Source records
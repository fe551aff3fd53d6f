//! Bank account repository implementation.

use async_trait::async_trait;
use sqlx::{Pool, Postgres, Row};
use uuid::Uuid;

use finsync_core::{
    defaults, AccountDetails, AccountRepository, AccountType, BankAccount, Error, ProviderBalance,
    Result,
};

/// PostgreSQL implementation of AccountRepository.
pub struct PgAccountRepository {
    pool: Pool<Postgres>,
}

impl PgAccountRepository {
    /// Create a new PgAccountRepository with the given connection pool.
    pub fn new(pool: Pool<Postgres>) -> Self {
        Self { pool }
    }

    /// Convert string from database to AccountType.
    fn str_to_account_type(s: &str) -> AccountType {
        match s {
            "credit" => AccountType::Credit,
            "depository" => AccountType::Depository,
            "loan" => AccountType::Loan,
            "other_asset" => AccountType::OtherAsset,
            "other_liability" => AccountType::OtherLiability,
            _ => AccountType::Depository, // fallback
        }
    }

    fn parse_row(row: sqlx::postgres::PgRow) -> BankAccount {
        BankAccount {
            id: row.get("id"),
            connection_id: row.get("connection_id"),
            tenant_id: row.get("tenant_id"),
            external_id: row.get("external_id"),
            account_type: Self::str_to_account_type(row.get("account_type")),
            balance: row.get("balance"),
            available_balance: row.get("available_balance"),
            credit_limit: row.get("credit_limit"),
            currency: row.get("currency"),
            enabled: row.get("enabled"),
            manual: row.get("manual"),
            error_retries: row.get("error_retries"),
            error_details: row.get("error_details"),
            iban: row.get("iban"),
            routing_number: row.get("routing_number"),
        }
    }

    const COLUMNS: &'static str = "id, connection_id, tenant_id, external_id, account_type::text,
                    balance, available_balance, credit_limit, currency, enabled, manual,
                    error_retries, error_details, iban, routing_number";
}

#[async_trait]
impl AccountRepository for PgAccountRepository {
    async fn fetch(&self, id: Uuid) -> Result<BankAccount> {
        let query = format!(
            "SELECT {} FROM bank_accounts WHERE id = $1",
            Self::COLUMNS
        );
        let row = sqlx::query(&query)
            .bind(id)
            .fetch_optional(&self.pool)
            .await
            .map_err(Error::Database)?;

        row.map(Self::parse_row).ok_or(Error::AccountNotFound(id))
    }

    async fn list_syncable(
        &self,
        connection_id: Uuid,
        include_quarantined: bool,
    ) -> Result<Vec<BankAccount>> {
        // Manual syncs bypass the quarantine filter so repaired accounts
        // can prove themselves again.
        let query = format!(
            "SELECT {} FROM bank_accounts
             WHERE connection_id = $1
               AND enabled = true
               AND manual = false
               AND ($2 OR error_retries < $3)
             ORDER BY created_at ASC",
            Self::COLUMNS
        );
        let rows = sqlx::query(&query)
            .bind(connection_id)
            .bind(include_quarantined)
            .bind(defaults::QUARANTINE_THRESHOLD)
            .fetch_all(&self.pool)
            .await
            .map_err(Error::Database)?;

        Ok(rows.into_iter().map(Self::parse_row).collect())
    }

    async fn list_background(&self, connection_id: Uuid) -> Result<Vec<BankAccount>> {
        let query = format!(
            "SELECT {} FROM bank_accounts
             WHERE connection_id = $1 AND enabled = true AND manual = false
             ORDER BY created_at ASC",
            Self::COLUMNS
        );
        let rows = sqlx::query(&query)
            .bind(connection_id)
            .fetch_all(&self.pool)
            .await
            .map_err(Error::Database)?;

        Ok(rows.into_iter().map(Self::parse_row).collect())
    }

    async fn update_balance(&self, id: Uuid, balance: ProviderBalance) -> Result<()> {
        sqlx::query(
            "UPDATE bank_accounts
             SET balance = $1, available_balance = $2, credit_limit = $3
             WHERE id = $4",
        )
        .bind(balance.amount)
        .bind(balance.available)
        .bind(balance.credit_limit)
        .bind(id)
        .execute(&self.pool)
        .await
        .map_err(Error::Database)?;
        Ok(())
    }

    async fn clear_error(&self, id: Uuid) -> Result<()> {
        sqlx::query(
            "UPDATE bank_accounts
             SET error_retries = 0, error_details = NULL
             WHERE id = $1",
        )
        .bind(id)
        .execute(&self.pool)
        .await
        .map_err(Error::Database)?;
        Ok(())
    }

    async fn record_error(&self, id: Uuid, detail: &str) -> Result<()> {
        sqlx::query(
            "UPDATE bank_accounts
             SET error_retries = error_retries + 1, error_details = $1
             WHERE id = $2",
        )
        .bind(detail)
        .bind(id)
        .execute(&self.pool)
        .await
        .map_err(Error::Database)?;
        Ok(())
    }

    async fn backfill_details(&self, connection_id: Uuid, details: &AccountDetails) -> Result<()> {
        // COALESCE keeps already-populated columns; only NULLs are filled.
        sqlx::query(
            "UPDATE bank_accounts
             SET iban = COALESCE(iban, $1),
                 routing_number = COALESCE(routing_number, $2)
             WHERE connection_id = $3 AND external_id = $4",
        )
        .bind(&details.iban)
        .bind(&details.routing_number)
        .bind(connection_id)
        .bind(&details.external_id)
        .execute(&self.pool)
        .await
        .map_err(Error::Database)?;
        Ok(())
    }
}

:: AIM OF THE EXERCISE ::
Transcribe all the data word for word, as it appears above.

:: EXERCISE OUTPUT ::
repository fe551aff3fd53d6f
//! Bank account repository implementation.

use async_trait::async_trait;
use sqlx::{Pool, Postgres, Row};
use uuid::Uuid;

use finsync_core::{
    defaults, AccountDetails, AccountRepository, AccountType, BankAccount, Error, ProviderBalance,
    Result,
};

/// PostgreSQL implementation of AccountRepository.
pub struct PgAccountRepository {
    pool: Pool<Postgres>,
}

impl PgAccountRepository {
    /// Create a new PgAccountRepository with the given connection pool.
    pub fn new(pool: Pool<Postgres>) -> Self {
        Self { pool }
    }

    /// Convert string from database to AccountType.
    fn str_to_account_type(s: &str) -> AccountType {
        match s {
            "credit" => AccountType::Credit,
            "depository" => AccountType::Depository,
            "loan" => AccountType::Loan,
            "other_asset" => AccountType::OtherAsset,
            "other_liability" => AccountType::OtherLiability,
            _ => AccountType::Depository, // fallback
        }
    }

    fn parse_row(row: sqlx::postgres::PgRow) -> BankAccount {
        BankAccount {
            id: row.get("id"),
            connection_id: row.get("connection_id"),
            tenant_id: row.get("tenant_id"),
            external_id: row.get("external_id"),
            account_type: Self::str_to_account_type(row.get("account_type")),
            balance: row.get("balance"),
            available_balance: row.get("available_balance"),
            credit_limit: row.get("credit_limit"),
            currency: row.get("currency"),
            enabled: row.get("enabled"),
            manual: row.get("manual"),
            error_retries: row.get("error_retries"),
            error_details: row.get("error_details"),
            iban: row.get("iban"),
            routing_number: row.get("routing_number"),
        }
    }

    const COLUMNS: &'static str = "id, connection_id, tenant_id, external_id, account_type::text,
                    balance, available_balance, credit_limit, currency, enabled, manual,
                    error_retries, error_details, iban, routing_number";
}

#[async_trait]
impl AccountRepository for PgAccountRepository {
    async fn fetch(&self, id: Uuid) -> Result<BankAccount> {
        let query = format!(
            "SELECT {} FROM bank_accounts WHERE id = $1",
            Self::COLUMNS
        );
        let row = sqlx::query(&query)
            .bind(id)
            .fetch_optional(&self.pool)
            .await
            .map_err(Error::Database)?;

        row.map(Self::parse_row).ok_or(Error::AccountNotFound(id))
    }

    async fn list_syncable(
        &self,
        connection_id: Uuid,
        include_quarantined: bool,
    ) -> Result<Vec<BankAccount>> {
        // Manual syncs bypass the quarantine filter so repaired accounts
        // can prove themselves again.
        let query = format!(
            "SELECT {} FROM bank_accounts
             WHERE connection_id = $1
               AND enabled = true
               AND manual = false
               AND ($2 OR error_retries < $3)
             ORDER BY created_at ASC",
            Self::COLUMNS
        );
        let rows = sqlx::query(&query)
            .bind(connection_id)
            .bind(include_quarantined)
            .bind(defaults::QUARANTINE_THRESHOLD)
            .fetch_all(&self.pool)
            .await
            .map_err(Error::Database)?;

        Ok(rows.into_iter().map(Self::parse_row).collect())
    }

    async fn list_background(&self, connection_id: Uuid) -> Result<Vec<BankAccount>> {
        let query = format!(
            "SELECT {} FROM bank_accounts
             WHERE connection_id = $1 AND enabled = true AND manual = false
             ORDER BY created_at ASC",
            Self::COLUMNS
        );
        let rows = sqlx::query(&query)
            .bind(connection_id)
            .fetch_all(&self.pool)
            .await
            .map_err(Error::Database)?;

        Ok(rows.into_iter().map(Self::parse_row).collect())
    }

    async fn update_balance(&self, id: Uuid, balance: ProviderBalance) -> Result<()> {
        sqlx::query(
            "UPDATE bank_accounts
             SET balance = $1, available_balance = $2, credit_limit = $3
             WHERE id = $4",
        )
        .bind(balance.amount)
        .bind(balance.available)
        .bind(balance.credit_limit)
        .bind(id)
        .execute(&self.pool)
        .await
        .map_err(Error::Database)?;
        Ok(())
    }

    async fn clear_error(&self, id: Uuid) -> Result<()> {
        sqlx::query(
            "UPDATE bank_accounts
             SET error_retries = 0, error_details = NULL
             WHERE id = $1",
        )
        .bind(id)
        .execute(&self.pool)
        .await
        .map_err(Error::Database)?;
        Ok(())
    }

    async fn record_error(&self, id: Uuid, detail: &str) -> Result<()> {
        sqlx::query(
            "UPDATE bank_accounts
             SET error_retries = error_retries + 1, error_details = $1
             WHERE id = $2",
        )
        .bind(detail)
        .bind(id)
        .execute(&self.pool)
        .await
        .map_err(Error::Database)?;
        Ok(())
    }

    async fn backfill_details(&self, connection_id: Uuid, details: &AccountDetails) -> Result<()> {
        // COALESCE keeps already-populated columns; only NULLs are filled.
        sqlx::query(
            "UPDATE bank_accounts
             SET iban = COALESCE(iban, $1),
                 routing_number = COALESCE(routing_number, $2)
             WHERE connection_id = $3 AND external_id = $4",
        )
        .bind(&details.iban)
        .bind(&details.routing_number)
        .bind(connection_id)
        .bind(&details.external_id)
        .execute(&self.pool)
        .await
        .map_err(Error::Database)?;
        Ok(())
    }
}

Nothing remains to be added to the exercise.